# Stored items:
• • • •

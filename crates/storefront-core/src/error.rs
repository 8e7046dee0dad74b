//! # Error Types
//!
//! Domain-specific error types for storefront-core.
//!
//! ## Error Hierarchy
//! ```text
//! ┌─────────────────────────────────────────────────────────────────────────┐
//! │                         Error Types                                     │
//! │                                                                         │
//! │  storefront-core errors (this file)                                     │
//! │  ├── CoreError        - Cart and coupon rule violations                 │
//! │  ├── ValidationError  - One field failed one rule                       │
//! │  └── FormErrors       - Every failing field of a checkout form          │
//! │                                                                         │
//! │  checkout app errors (separate crate)                                   │
//! │  ├── NotifyError      - Email backend call failed                       │
//! │  ├── ConfigError      - Bad environment value                           │
//! │  └── ApiError         - What the frontend sees (serialized)             │
//! │                                                                         │
//! │  Flow: ValidationError → FormErrors / CoreError → ApiError → Frontend   │
//! └─────────────────────────────────────────────────────────────────────────┘
//! ```
//!
//! ## Design Principles
//! 1. Use `thiserror` for derive macros (not manual impl)
//! 2. Messages are the exact text the shopper sees next to the field
//! 3. Errors are enum variants, never String

use serde::Serialize;
use thiserror::Error;

// =============================================================================
// Core Error
// =============================================================================

/// Cart and coupon rule violations.
#[derive(Debug, Error)]
pub enum CoreError {
    /// No cart line for this (product, weight) pair.
    #[error("{product_id} ({weight}g) is not in the cart")]
    LineNotFound { product_id: String, weight: String },

    /// Merged quantity for a line would exceed the per-line cap.
    #[error("Quantity {requested} exceeds maximum allowed ({max})")]
    QuantityTooLarge { requested: u32, max: u32 },

    /// Entered coupon code matches nothing in the coupon book.
    #[error("Invalid coupon code: {code}")]
    UnknownCoupon { code: String },

    /// Checkout attempted with nothing in the cart.
    #[error("Your cart is empty")]
    EmptyCart,

    /// Validation error (wraps ValidationError).
    #[error("Validation error: {0}")]
    Validation(#[from] ValidationError),
}

// =============================================================================
// Validation Error
// =============================================================================

/// One field failed one rule.
///
/// `message` is shown inline under the field, so it is phrased for the
/// shopper rather than the developer.
#[derive(Debug, Clone, PartialEq, Eq, Error, Serialize)]
#[serde(rename_all = "camelCase", tag = "rule")]
pub enum ValidationError {
    /// A required field is missing or shorter than its minimum.
    #[error("{message}")]
    TooShort {
        field: String,
        min: usize,
        message: String,
    },

    /// Field value is too long.
    #[error("{message}")]
    TooLong {
        field: String,
        max: usize,
        message: String,
    },

    /// Invalid format (e.g. email address).
    #[error("{message}")]
    InvalidFormat { field: String, message: String },

    /// Value is not in the allowed set.
    #[error("{message}")]
    NotAllowed { field: String, message: String },

    /// Numeric value is out of range.
    #[error("{field} must be between {min} and {max}")]
    OutOfRange { field: String, min: i64, max: i64 },
}

impl ValidationError {
    /// Name of the field this error belongs to.
    pub fn field(&self) -> &str {
        match self {
            ValidationError::TooShort { field, .. }
            | ValidationError::TooLong { field, .. }
            | ValidationError::InvalidFormat { field, .. }
            | ValidationError::NotAllowed { field, .. }
            | ValidationError::OutOfRange { field, .. } => field,
        }
    }
}

// =============================================================================
// Form Errors
// =============================================================================

/// Every failing field of a submitted form, in field order.
#[derive(Debug, Clone, PartialEq, Eq, Default, Error, Serialize)]
#[error("{} field(s) failed validation", .errors.len())]
pub struct FormErrors {
    pub errors: Vec<ValidationError>,
}

impl FormErrors {
    pub fn push(&mut self, error: ValidationError) {
        self.errors.push(error);
    }

    pub fn is_empty(&self) -> bool {
        self.errors.is_empty()
    }

    /// First error reported for `field`, if any.
    pub fn for_field(&self, field: &str) -> Option<&ValidationError> {
        self.errors.iter().find(|e| e.field() == field)
    }

    /// `Ok(())` when nothing failed.
    pub fn into_result(self) -> Result<(), FormErrors> {
        if self.errors.is_empty() {
            Ok(())
        } else {
            Err(self)
        }
    }
}

// =============================================================================
// Result Type Alias
// =============================================================================

/// Convenience type alias for Results with CoreError.
pub type CoreResult<T> = Result<T, CoreError>;

// =============================================================================
// Unit Tests
// =============================================================================
//! # Services
//!
//! The checkout's side effects, each behind a small seam so commands can be
//! tested with fakes.
//!
//! ```text
//! services/
//! ├── mod.rs       ◄─── You are here (exports)
//! ├── email.rs     ◄─── OrderNotifier + reqwest EmailClient
//! ├── payment.rs   ◄─── PaymentGateway seam
//! └── redirect.rs  ◄─── Delayed WhatsApp redirect (tokio task)
//! ```

pub mod email;
pub mod payment;
pub mod redirect;

pub use email::{EmailClient, NotifyError, OrderEmail, OrderNotifier};
pub use payment::{PaymentGateway, PaymentOutcome, PaymentRequest, UnavailableGateway};
pub use redirect::HandoffRedirect;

• • • •

# Instructions to follow:
Please repeat each entry. Keep every word the same.

# Output for this exercise:
filename crates/storefront-core/src/error.rs
repository 8e7046dee0dad74b
//! # Error Types
//!
//! Domain-specific error types for storefront-core.
//!
//! ## Error Hierarchy
//! ```text
//! ┌─────────────────────────────────────────────────────────────────────────┐
//! │                         Error Types                                     │
//! │                                                                         │
//! │  storefront-core errors (this file)                                     │
//! │  ├── CoreError        - Cart and coupon rule violations                 │
//! │  ├── ValidationError  - One field failed one rule                       │
//! │  └── FormErrors       - Every failing field of a checkout form          │
//! │                                                                         │
//! │  checkout app errors (separate crate)                                   │
//! │  ├── NotifyError      - Email backend call failed                       │
//! │  ├── ConfigError      - Bad environment value                           │
//! │  └── ApiError         - What the frontend sees (serialized)             │
//! │                                                                         │
//! │  Flow: ValidationError → FormErrors / CoreError → ApiError → Frontend   │
//! └─────────────────────────────────────────────────────────────────────────┘
//! ```
//!
//! ## Design Principles
//! 1. Use `thiserror` for derive macros (not manual impl)
//! 2. Messages are the exact text the shopper sees next to the field
//! 3. Errors are enum variants, never String

use serde::Serialize;
use thiserror::Error;

// =============================================================================
// Core Error
// =============================================================================

/// Cart and coupon rule violations.
#[derive(Debug, Error)]
pub enum CoreError {
    /// No cart line for this (product, weight) pair.
    #[error("{product_id} ({weight}g) is not in the cart")]
    LineNotFound { product_id: String, weight: String },

    /// Merged quantity for a line would exceed the per-line cap.
    #[error("Quantity {requested} exceeds maximum allowed ({max})")]
    QuantityTooLarge { requested: u32, max: u32 },

    /// Entered coupon code matches nothing in the coupon book.
    #[error("Invalid coupon code: {code}")]
    UnknownCoupon { code: String },

    /// Checkout attempted with nothing in the cart.
    #[error("Your cart is empty")]
    EmptyCart,

    /// Validation error (wraps ValidationError).
    #[error("Validation error: {0}")]
    Validation(#[from] ValidationError),
}

// =============================================================================
// Validation Error
// =============================================================================

/// One field failed one rule.
///
/// `message` is shown inline under the field, so it is phrased for the
/// shopper rather than the developer.
#[derive(Debug, Clone, PartialEq, Eq, Error, Serialize)]
#[serde(rename_all = "camelCase", tag = "rule")]
pub enum ValidationError {
    /// A required field is missing or shorter than its minimum.
    #[error("{message}")]
    TooShort {
        field: String,
        min: usize,
        message: String,
    },

    /// Field value is too long.
    #[error("{message}")]
    TooLong {
        field: String,
        max: usize,
        message: String,
    },

    /// Invalid format (e.g. email address).
    #[error("{message}")]
    InvalidFormat { field: String, message: String },

    /// Value is not in the allowed set.
    #[error("{message}")]
    NotAllowed { field: String, message: String },

    /// Numeric value is out of range.
    #[error("{field} must be between {min} and {max}")]
    OutOfRange { field: String, min: i64, max: i64 },
}

impl ValidationError {
    /// Name of the field this error belongs to.
    pub fn field(&self) -> &str {
        match self {
            ValidationError::TooShort { field, .. }
            | ValidationError::TooLong { field, .. }
            | ValidationError::InvalidFormat { field, .. }
            | ValidationError::NotAllowed { field, .. }
            | ValidationError::OutOfRange { field, .. } => field,
        }
    }
}

// =============================================================================
// Form Errors
// =============================================================================

/// Every failing field of a submitted form, in field order.
#[derive(Debug, Clone, PartialEq, Eq, Default, Error, Serialize)]
#[error("{} field(s) failed validation", .errors.len())]
pub struct FormErrors {
    pub errors: Vec<ValidationError>,
}

impl FormErrors {
    pub fn push(&mut self, error: ValidationError) {
        self.errors.push(error);
    }

    pub fn is_empty(&self) -> bool {
        self.errors.is_empty()
    }

    /// First error reported for `field`, if any.
    pub fn for_field(&self, field: &str) -> Option<&ValidationError> {
        self.errors.iter().find(|e| e.field() == field)
    }

    /// `Ok(())` when nothing failed.
    pub fn into_result(self) -> Result<(), FormErrors> {
        if self.errors.is_empty() {
            Ok(())
        } else {
            Err(self)
        }
    }
}

// =============================================================================
// Result Type Alias
// =============================================================================

/// Convenience type alias for Results with CoreError.
pub type CoreResult<T> = Result<T, CoreError>;

// =============================================================================
// Unit Tests
// =============================================================================
//! # Services
//!
//! The checkout's side effects, each behind a small seam so commands can be
//! tested with fakes.
//!
//! ```text
//! services/
//! ├── mod.rs       ◄─── You are here (exports)
//! ├── email.rs     ◄─── OrderNotifier + reqwest EmailClient
//! ├── payment.rs   ◄─── PaymentGateway seam
//! └── redirect.rs  ◄─── Delayed WhatsApp redirect (tokio task)
//! ```

pub mod email;
pub mod payment;
pub mod redirect;

pub use email::{EmailClient, NotifyError, OrderEmail, OrderNotifier};
pub use payment::{PaymentGateway, PaymentOutcome, PaymentRequest, UnavailableGateway};
pub use redirect::HandoffRedirect;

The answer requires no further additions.